After a successful fingerprint unlock, you have 5 seconds to run termux-keystore sign and sign a nonce value. This can be anything, as long as it’s unchanging. I personally sign the matching public key file1 for the private key being unlocked, but for simplicity, you can just as easily use the string 'sdhfkdsklfjlksdjfkljdsklf'.

#!/usr/bin/env sh

# termux-ssh-askpass v0.1
termux-fingerprint -d "$1" | jq -r '.auth_result' | fgrep -q 'AUTH_RESULT_SUCCESS' || exit 1
echo 'sdhfkdsklfjlksdjfkljdsklf' | termux-keystore sign 'default' SHA256withRSA | base64 -w 0

Then just convert the binary signed nonce data emitted by the security chip to plaintext in any way you like, base64 -w 0 is fine.

Now prime the pump by changing the passphrase on your existing key(s) with the output from termux-ssh-askpass, though you may want to run it standalone first to make sure everything works.

SSH_ASKPASS= ssh-keygen -p -f ~/.ssh/id_rsa -N "$(termux-ssh-askpass)" -F 'old passphrase'

If you’ve done everything correctly, your new passphrase is now a very long string of plaintext

It’s basically as seamless as having no passphrase at all. It requires biometrics to generate, the signing key used to generate it cannot be extracted from your phone’s hardware-backed keystore, and while I also get this is absolutely overkill for most people, it’s also really convenient!

I use ssh-keygen -Y sign and openssl enc as the basis for file encryption so you can imagine how much of a quality of life improvement this brings over dealing with ssh-agent through Gboard.

Important considerations

If your threat model hovers somewhere around not wanting someone to pretend to be you while having physical access to your device, I think this does pretty well.

This works with zero chance of vendor or device lock-in, as you are not using key material from the security chip for SSH authentication, it’s only used to decrypt your existing SSH key.

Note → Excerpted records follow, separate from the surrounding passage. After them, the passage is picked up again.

//! # WashPass API
//!
//! HTTP surface over the WashPass engine.
//!
//! ## Request Flow
//! ```text
//! ┌─────────────────────────────────────────────────────────────────────────┐
//! │                           WashPass API                                  │
//! │                                                                         │
//! │  Mobile app ──► auth gateway ──(x-user-id)──► /v1/...  ──┐              │
//! │  Station    ──────────────────────────────► /v1/scans ──┼─► WashPass   │
//! │  Gateway    ─────────────────► /v1/payments/gateway/confirm ┘   engine  │
//! │                                                                         │
//! │  Errors leave as { code, message } with a status per ErrorKind          │
//! └─────────────────────────────────────────────────────────────────────────┘
//! ```

pub mod error;
pub mod extract;
pub mod routes;

use axum::routing::{get, post};
use axum::Router;
use washpass_engine::WashPass;

pub use error::{ApiError, ApiResult, ErrorBody};
pub use extract::{Caller, USER_ID_HEADER};

/// Builds the full router over a ready service.
pub fn router(service: WashPass) -> Router {
    Router::new()
        .route("/health", get(routes::health))
        .route("/v1/packages/{id}", get(routes::get_package))
        .route("/v1/purchases", post(routes::purchase))
        .route("/v1/checkouts", post(routes::begin_checkout))
        .route(
            "/v1/payments/gateway/confirm",
            post(routes::confirm_gateway_payment),
        )
        .route("/v1/scans", post(routes::scan))
        .route("/v1/entitlements", get(routes::list_entitlements))
        .route("/v1/entitlements/active", get(routes::list_active_entitlements))
        .route("/v1/entitlements/stats", get(routes::entitlement_stats))
        .route(
            "/v1/entitlements/{id}/barcode",
            post(routes::regenerate_barcode),
        )
        .route("/v1/washes", get(routes::wash_history))
        .route("/v1/stations/{id}/washes", get(routes::station_history))
        .route("/v1/referrals", get(routes::referral_status))
        .route("/v1/referrals/code", get(routes::referral_code))
        .route("/v1/referrals/accept", post(routes::accept_referral))
        .with_state(service)
}
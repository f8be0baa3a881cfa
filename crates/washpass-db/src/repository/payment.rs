//! # Payment Repository
//!
//! Payment records and their one-way status transitions.
//!
//! ```text
//!              complete_in (CAS)
//!   pending ─────────────────────► completed   (entitlement_id linked)
//!      │
//!      │ mark_failed (CAS)
//!      ▼
//!   failed
//! ```
//!
//! `insert_if_absent` relies on the UNIQUE index on
//! `external_transaction_id`: concurrent duplicate deliveries race on the
//! index, exactly one INSERT wins, the rest see `false`.

use chrono::{DateTime, Utc};
use sqlx::{SqliteConnection, SqlitePool};
use tracing::debug;

use crate::error::DbResult;
use washpass_core::PaymentRecord;

/// Repository for payment database operations.
#[derive(Debug, Clone)]
pub struct PaymentRepository {
    pool: SqlitePool,
}

impl PaymentRepository {
    /// Creates a new PaymentRepository.
    pub fn new(pool: SqlitePool) -> Self {
        PaymentRepository { pool }
    }

    /// Inserts a payment record unless one with the same external
    /// transaction id exists. Returns `true` if this call inserted it.
    ///
    /// Records without an external id always insert.
    pub async fn insert_if_absent(&self, payment: &PaymentRecord) -> DbResult<bool> {
        debug!(
            payment_id = %payment.id,
            external_id = ?payment.external_transaction_id,
            "Inserting payment"
        );

        let result = sqlx::query(
            r#"
            INSERT INTO payments (
                id, payer_user_id, package_id, car_ref, amount_cents, method,
                status, external_transaction_id, entitlement_id, failure_reason,
                created_at, updated_at
            ) VALUES (?1, ?2, ?3, ?4, ?5, ?6, ?7, ?8, ?9, ?10, ?11, ?12)
            ON CONFLICT (external_transaction_id) DO NOTHING
            "#,
        )
        .bind(&payment.id)
        .bind(&payment.payer_user_id)
        .bind(&payment.package_id)
        .bind(&payment.car_ref)
        .bind(payment.amount_cents)
        .bind(payment.method)
        .bind(payment.status)
        .bind(&payment.external_transaction_id)
        .bind(&payment.entitlement_id)
        .bind(&payment.failure_reason)
        .bind(payment.created_at)
        .bind(payment.updated_at)
        .execute(&self.pool)
        .await?;

        Ok(result.rows_affected() == 1)
    }

    /// Gets a payment by id.
    pub async fn find_by_id(&self, id: &str) -> DbResult<Option<PaymentRecord>> {
        let payment = sqlx::query_as::<_, PaymentRecord>("SELECT * FROM payments WHERE id = ?1")
            .bind(id)
            .fetch_optional(&self.pool)
            .await?;
        Ok(payment)
    }

    /// Gets a payment by its gateway transaction id.
    pub async fn find_by_external_id(&self, external_id: &str) -> DbResult<Option<PaymentRecord>> {
        let payment = sqlx::query_as::<_, PaymentRecord>(
            "SELECT * FROM payments WHERE external_transaction_id = ?1",
        )
        .bind(external_id)
        .fetch_optional(&self.pool)
        .await?;
        Ok(payment)
    }

    /// Payments made by a user, newest first.
    pub async fn list_by_payer(&self, payer_user_id: &str) -> DbResult<Vec<PaymentRecord>> {
        let payments = sqlx::query_as::<_, PaymentRecord>(
            "SELECT * FROM payments WHERE payer_user_id = ?1 ORDER BY created_at DESC, rowid DESC",
        )
        .bind(payer_user_id)
        .fetch_all(&self.pool)
        .await?;
        Ok(payments)
    }

    /// pending → completed. Returns `true` if this call made the transition.
    ///
    /// Intended as the first statement of the purchase transaction.
    pub async fn complete_in(
        &self,
        conn: &mut SqliteConnection,
        id: &str,
        now: DateTime<Utc>,
    ) -> DbResult<bool> {
        let result = sqlx::query(
            r#"
            UPDATE payments SET status = 'completed', updated_at = ?2
            WHERE id = ?1 AND status = 'pending'
            "#,
        )
        .bind(id)
        .bind(now)
        .execute(&mut *conn)
        .await?;

        Ok(result.rows_affected() == 1)
    }

    /// Links a completed payment to the entitlement it produced.
    pub async fn link_entitlement_in(
        &self,
        conn: &mut SqliteConnection,
        id: &str,
        entitlement_id: &str,
    ) -> DbResult<()> {
        sqlx::query("UPDATE payments SET entitlement_id = ?2 WHERE id = ?1")
            .bind(id)
            .bind(entitlement_id)
            .execute(&mut *conn)
            .await?;
        Ok(())
    }

    /// pending → failed with a reason. Returns `true` if this call made the
    /// transition.
    pub async fn mark_failed(&self, id: &str, reason: &str, now: DateTime<Utc>) -> DbResult<bool> {
        let result = sqlx::query(
            r#"
            UPDATE payments SET status = 'failed', failure_reason = ?2, updated_at = ?3
            WHERE id = ?1 AND status = 'pending'
            "#,
        )
        .bind(id)
        .bind(reason)
        .bind(now)
        .execute(&self.pool)
        .await?;

        Ok(result.rows_affected() == 1)
    }
}

// =============================================================================
// Unit Tests
// =============================================================================
//! # Task Worker
//!
//! Processes the `scheduled_tasks` table: deferred side effects that must
//! survive a restart.
//!
//! ## Processing Flow
//! ```text
//! ┌─────────────────────────────────────────────────────────────────────────┐
//! │                                                                         │
//! │  startup: requeue_running()   (rows a crashed process left behind)     │
//! │                                                                         │
//! │  every poll_interval:                                                  │
//! │    claim_due(now, batch_size)        pending → running, attempts += 1  │
//! │         │                                                               │
//! │         ▼                                                               │
//! │    ┌──────────────────────┬────────────────────────────────┐           │
//! │    │ feedback_reminder    │ notifier.deliver(feedback)     │           │
//! │    │ referral_reward_retry│ referrals.maybe_reward(...)    │           │
//! │    └──────────────────────┴────────────────────────────────┘           │
//! │         │                                                               │
//! │         ├── ok ──────────────────────────► done                        │
//! │         ├── bad payload ─────────────────► failed                      │
//! │         ├── error, attempts < max ───────► pending (due += backoff)    │
//! │         └── error, attempts >= max ──────► failed                      │
//! │                                                                         │
//! │  BACKOFF: base * 2^(attempts-1), capped at max_backoff                 │
//! └─────────────────────────────────────────────────────────────────────────┘
//! ```

use std::time::Duration;

use chrono::{DateTime, Utc};
use tokio::sync::mpsc;
use tracing::{debug, error, info, warn};
use washpass_core::{
    FeedbackReminderPayload, NotificationDraft, NotificationKind, ReferralRewardPayload,
    ScheduledTask, TaskKind,
};
use washpass_db::Database;

use crate::config::WorkerConfig;
use crate::error::{EngineError, EngineResult};
use crate::notify::Notifier;
use crate::referral::ReferralCoordinator;

// =============================================================================
// Task Errors
// =============================================================================

/// Why one task execution did not finish.
#[derive(Debug)]
enum TaskFailure {
    /// The payload can never be processed; retrying is pointless.
    Permanent(String),
    Retryable(String),
}

// =============================================================================
// Worker
// =============================================================================

pub struct TaskWorker {
    db: Database,
    referrals: ReferralCoordinator,
    notifier: Notifier,
    config: WorkerConfig,
    shutdown_rx: mpsc::Receiver<()>,
}

/// Handle for stopping a running worker.
#[derive(Clone)]
pub struct TaskWorkerHandle {
    shutdown_tx: mpsc::Sender<()>,
}

impl TaskWorkerHandle {
    pub async fn shutdown(&self) -> EngineResult<()> {
        self.shutdown_tx
            .send(())
            .await
            .map_err(|_| EngineError::Internal("Worker shutdown channel closed".into()))
    }
}

impl TaskWorker {
    pub fn new(
        db: Database,
        referrals: ReferralCoordinator,
        notifier: Notifier,
        config: WorkerConfig,
    ) -> (Self, TaskWorkerHandle) {
        let (shutdown_tx, shutdown_rx) = mpsc::channel(1);

        let worker = TaskWorker {
            db,
            referrals,
            notifier,
            config,
            shutdown_rx,
        };

        (worker, TaskWorkerHandle { shutdown_tx })
    }

    /// Runs the poll loop until shutdown. Spawn this as a background task.
    pub async fn run(mut self) {
        info!("Task worker starting");

        match self.db.tasks().requeue_running(Utc::now()).await {
            Ok(0) => {}
            Ok(count) => info!(count, "Requeued tasks left running by a previous process"),
            Err(e) => error!(error = %e, "Failed to requeue running tasks"),
        }

        let poll_interval = Duration::from_secs(self.config.poll_interval_secs.max(1));
        let mut interval = tokio::time::interval(poll_interval);
        interval.set_missed_tick_behavior(tokio::time::MissedTickBehavior::Delay);

        loop {
            tokio::select! {
                _ = interval.tick() => {
                    if let Err(e) = self.run_once(Utc::now()).await {
                        error!(error = %e, "Failed to process scheduled tasks");
                    }
                }

                _ = self.shutdown_rx.recv() => {
                    info!("Task worker shutting down");
                    break;
                }
            }
        }

        info!("Task worker stopped");
    }

    /// Claims and executes every task due at `now`. Returns how many ran.
    pub async fn run_once(&self, now: DateTime<Utc>) -> EngineResult<usize> {
        let tasks = self.db.tasks().claim_due(now, self.config.batch_size).await?;
        if tasks.is_empty() {
            return Ok(0);
        }

        debug!(count = tasks.len(), "Processing scheduled tasks");

        for task in &tasks {
            let outcome = self.execute(task).await;
            self.settle(task, outcome, now).await?;
        }

        Ok(tasks.len())
    }

    async fn execute(&self, task: &ScheduledTask) -> Result<(), TaskFailure> {
        match task.kind {
            TaskKind::FeedbackReminder => {
                let payload: FeedbackReminderPayload = decode(&task.payload)?;
                self.notifier
                    .deliver(NotificationDraft {
                        user_id: payload.user_id,
                        kind: NotificationKind::Feedback,
                        message: "How was your wash? Tell us about it.".to_string(),
                        related_entity_id: Some(payload.wash_event_id),
                    })
                    .await
                    .map_err(|e| TaskFailure::Retryable(e.to_string()))
            }
            TaskKind::ReferralRewardRetry => {
                let payload: ReferralRewardPayload = decode(&task.payload)?;
                let outcome = self
                    .referrals
                    .maybe_reward(&payload.invitee_user_id, &payload.entitlement_id)
                    .await
                    .map_err(|e| TaskFailure::Retryable(e.to_string()))?;
                debug!(task_id = %task.id, ?outcome, "Referral reward retry finished");
                Ok(())
            }
        }
    }

    async fn settle(
        &self,
        task: &ScheduledTask,
        outcome: Result<(), TaskFailure>,
        now: DateTime<Utc>,
    ) -> EngineResult<()> {
        let repo = self.db.tasks();

        match outcome {
            Ok(()) => {
                repo.mark_done(&task.id, now).await?;
                debug!(task_id = %task.id, kind = ?task.kind, "Task done");
            }
            Err(TaskFailure::Permanent(reason)) => {
                repo.mark_failed(&task.id, &reason, now).await?;
                error!(task_id = %task.id, kind = ?task.kind, reason = %reason, "Task payload rejected");
            }
            Err(TaskFailure::Retryable(reason)) if task.attempts >= self.config.max_attempts => {
                repo.mark_failed(&task.id, &reason, now).await?;
                error!(
                    task_id = %task.id,
                    kind = ?task.kind,
                    attempts = task.attempts,
                    reason = %reason,
                    "Task failed permanently"
                );
            }
            Err(TaskFailure::Retryable(reason)) => {
                let next_due_at = now + self.config.backoff(task.attempts);
                repo.reschedule(&task.id, &reason, next_due_at, now).await?;
                warn!(
                    task_id = %task.id,
                    kind = ?task.kind,
                    attempts = task.attempts,
                    next_due_at = %next_due_at,
                    reason = %reason,
                    "Task failed, rescheduled"
                );
            }
        }
        Ok(())
    }
}

fn decode<P: serde::de::DeserializeOwned>(payload: &str) -> Result<P, TaskFailure> {
    serde_json::from_str(payload).map_err(|e| TaskFailure::Permanent(format!("invalid payload: {}", e)))
}
//! # Notification Repository
//!
//! Append-only log written by the built-in notification sink.

use sqlx::SqlitePool;

use crate::error::DbResult;
use washpass_core::Notification;

#[derive(Debug, Clone)]
pub struct NotificationRepository {
    pool: SqlitePool,
}

impl NotificationRepository {
    pub fn new(pool: SqlitePool) -> Self {
        NotificationRepository { pool }
    }

    pub async fn insert(&self, notification: &Notification) -> DbResult<()> {
        sqlx::query(
            r#"
            INSERT INTO notifications (id, user_id, kind, message, related_entity_id, created_at)
            VALUES (?1, ?2, ?3, ?4, ?5, ?6)
            "#,
        )
        .bind(&notification.id)
        .bind(&notification.user_id)
        .bind(notification.kind)
        .bind(&notification.message)
        .bind(&notification.related_entity_id)
        .bind(notification.created_at)
        .execute(&self.pool)
        .await?;
        Ok(())
    }

    /// A user's notifications, newest first.
    pub async fn list_by_user(&self, user_id: &str, limit: u32) -> DbResult<Vec<Notification>> {
        let notifications = sqlx::query_as::<_, Notification>(
            r#"
            SELECT * FROM notifications
            WHERE user_id = ?1
            ORDER BY created_at DESC, rowid DESC
            LIMIT ?2
            "#,
        )
        .bind(user_id)
        .bind(limit)
        .fetch_all(&self.pool)
        .await?;
        Ok(notifications)
    }
}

Even though someone with physical access to your unlocked Android device could modify the hardware keystore without authentication and could replace keys with identically named keys that have an unlimited validity period, they will not be the same key material used to produce your signed passphrase.

You also understand that, by replacing passphrases with biometrics, your fingerprint reader becomes your single point of failure, you really should not be using this kind of thing if your threat model includes bioluminescent individuals, you have been warned!

  1. I wanted to maintain feature parity with other ssh-askpass drop-in replacements, OpenSSH passes in a text prompt with the form 'Enter passphrase for /path/to/key: ' meant to be shown to the user.

    Parsing this to get the path to the private key while also accounting for l18n is a real pain and this is supposed to be easy.

    You can see how I wrote mine if you’re really interested, but emitting customized prompt text in your fingerprint lock screen and using the matching public key as a nonce value doesn’t doesn’t add any appreciable security whatsoever.